Pumpkin Cheesecake Dessert
- 32 gingersnap cookies, crushed (about 1-1/2 cups)
- 1/4 cup butter, melted
- 5 (8 ounce) packages cream cheese, softened
- 1 cup sugar
- 1 (15 ounce) can solid-pack pumpkin
- 1 teaspoon ground cinnamon
- 1 teaspoon vanilla extract
- 5 eggs, lightly beaten
- 1 dash ground nutmeg
- maple syrup
- In a small bowl, combine gingersnap crumbs and butter. Press into a greased 13-in. x 9-in. baking dish; set aside.
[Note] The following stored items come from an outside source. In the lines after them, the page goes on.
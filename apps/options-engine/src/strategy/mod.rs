//! Multi-leg strategy construction and validation.
//!
//! [`StrategyBuilder`] assembles the supported strategy shapes (single leg,
//! straddle, strangle, iron condor, butterfly); [`validate`] checks the
//! structural invariants without mutating anything. A validated strategy is
//! immutable; derived variants are new values, never in-place edits.

mod builder;
mod payoff;
mod validation;

pub use builder::StrategyBuilder;
pub use payoff::PayoffProfile;
pub use validation::{ValidationReport, validate};

use rust_decimal::Decimal;
use serde::{Deserialize, Serialize};

use crate::models::{Greeks, OptionContract};

// ============================================
// Leg Types
// ============================================

/// Trade direction for a leg.
#[derive(Debug, Clone, Copy, PartialEq, Eq, Serialize, Deserialize)]
#[serde(rename_all = "SCREAMING_SNAKE_CASE")]
pub enum Action {
    /// Long position (bought).
    Buy,
    /// Short position (sold/written).
    Sell,
}

impl Action {
    /// Signed direction: +1 for buy, -1 for sell.
    #[must_use]
    pub const fn sign(self) -> i64 {
        match self {
            Self::Buy => 1,
            Self::Sell => -1,
        }
    }
}

/// One directional position in an option contract.
#[derive(Debug, Clone, Serialize, Deserialize)]
pub struct StrategyLeg {
    /// The option contract this leg references.
    pub contract: OptionContract,
    /// Buy or sell.
    pub action: Action,
    /// Number of contracts. Invariant: at least 1.
    pub quantity: u32,
    /// Entry premium per contract, once priced.
    pub premium: Option<Decimal>,
}

impl StrategyLeg {
    /// Create an unpriced leg.
    #[must_use]
    pub const fn new(contract: OptionContract, action: Action, quantity: u32) -> Self {
        Self {
            contract,
            action,
            quantity,
            premium: None,
        }
    }

    /// Attach an entry premium.
    #[must_use]
    pub const fn with_premium(mut self, premium: Decimal) -> Self {
        self.premium = Some(premium);
        self
    }

    /// Signed quantity (positive long, negative short).
    #[must_use]
    pub fn signed_quantity(&self) -> i64 {
        self.action.sign() * i64::from(self.quantity)
    }

    /// Cash flow at entry: negative for debits (buys), positive for credits
    /// (sells). `None` until the leg is priced.
    #[must_use]
    pub fn entry_cash_flow(&self) -> Option<Decimal> {
        let premium = self.premium?;
        let notional =
            premium * Decimal::from(self.quantity) * Decimal::from(self.contract.multiplier);
        Some(match self.action {
            Action::Buy => -notional,
            Action::Sell => notional,
        })
    }
}

// ============================================
// Strategy Types
// ============================================

/// Supported strategy shapes.
#[derive(Debug, Clone, Copy, PartialEq, Eq, Serialize, Deserialize)]
#[serde(rename_all = "snake_case")]
pub enum StrategyType {
    /// One call or put.
    SingleLeg,
    /// Call + put at the same strike and expiry.
    Straddle,
    /// OTM put below an OTM call, same expiry.
    Strangle,
    /// Bull put spread below a bear call spread, four ascending strikes.
    IronCondor,
    /// Symmetric wings around a doubled center strike.
    Butterfly,
}

/// An ordered collection of legs plus metadata.
#[derive(Debug, Clone, Serialize, Deserialize)]
pub struct Strategy {
    /// Display name.
    pub name: String,
    /// Free-form description.
    pub description: String,
    /// Declared shape; validation checks legs against it.
    pub strategy_type: StrategyType,
    /// Ordered legs.
    pub legs: Vec<StrategyLeg>,
}

impl Strategy {
    /// Net entry cash flow across legs (credit positive, debit negative).
    /// `None` until every leg is priced.
    #[must_use]
    pub fn net_premium(&self) -> Option<Decimal> {
        self.legs
            .iter()
            .map(StrategyLeg::entry_cash_flow)
            .sum::<Option<Decimal>>()
    }

    /// Aggregate Greeks across legs, weighted by signed quantity and
    /// multiplier. `None` when no leg carries Greeks.
    #[must_use]
    pub fn aggregate_greeks(&self) -> Option<Greeks> {
        let mut total = Greeks::zero();
        let mut seen = false;
        for leg in &self.legs {
            if let Some(g) = leg.contract.greeks {
                seen = true;
                let weight =
                    leg.signed_quantity() as f64 * f64::from(leg.contract.multiplier);
                total = total.add(&g.scale(weight));
            }
        }
        seen.then_some(total)
    }

    /// A copy of this strategy with scaled leg quantities. The original is
    /// untouched.
    #[must_use]
    pub fn scaled(&self, factor: u32) -> Self {
        let mut copy = self.clone();
        for leg in &mut copy.legs {
            leg.quantity *= factor;
        }
        copy
    }
}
- In a large mixing bowl, beat cream cheese and sugar until smooth. Beat in the pumpkin, cinnamon and vanilla. Add eggs; beat on low speed just until combined. Pour over crust; sprinkle with nutmeg.
- Bake at 350u0b0 for 40-45 minutes or until center is almost set. Cool on a wire rack for 10 minutes. Carefully run a knife around edge of baking dish to loosen; cool 1 hour longer. Refrigerate overnight.
- Cut into squares; serve with syrup. Refrigerate leftovers.
cookies, butter, cream cheese, sugar, solidpack pumpkin, ground cinnamon, vanilla, eggs, ground nutmeg, maple syrup
Taken from www.food.com/recipe/pumpkin-cheesecake-dessert-332216 (may not work)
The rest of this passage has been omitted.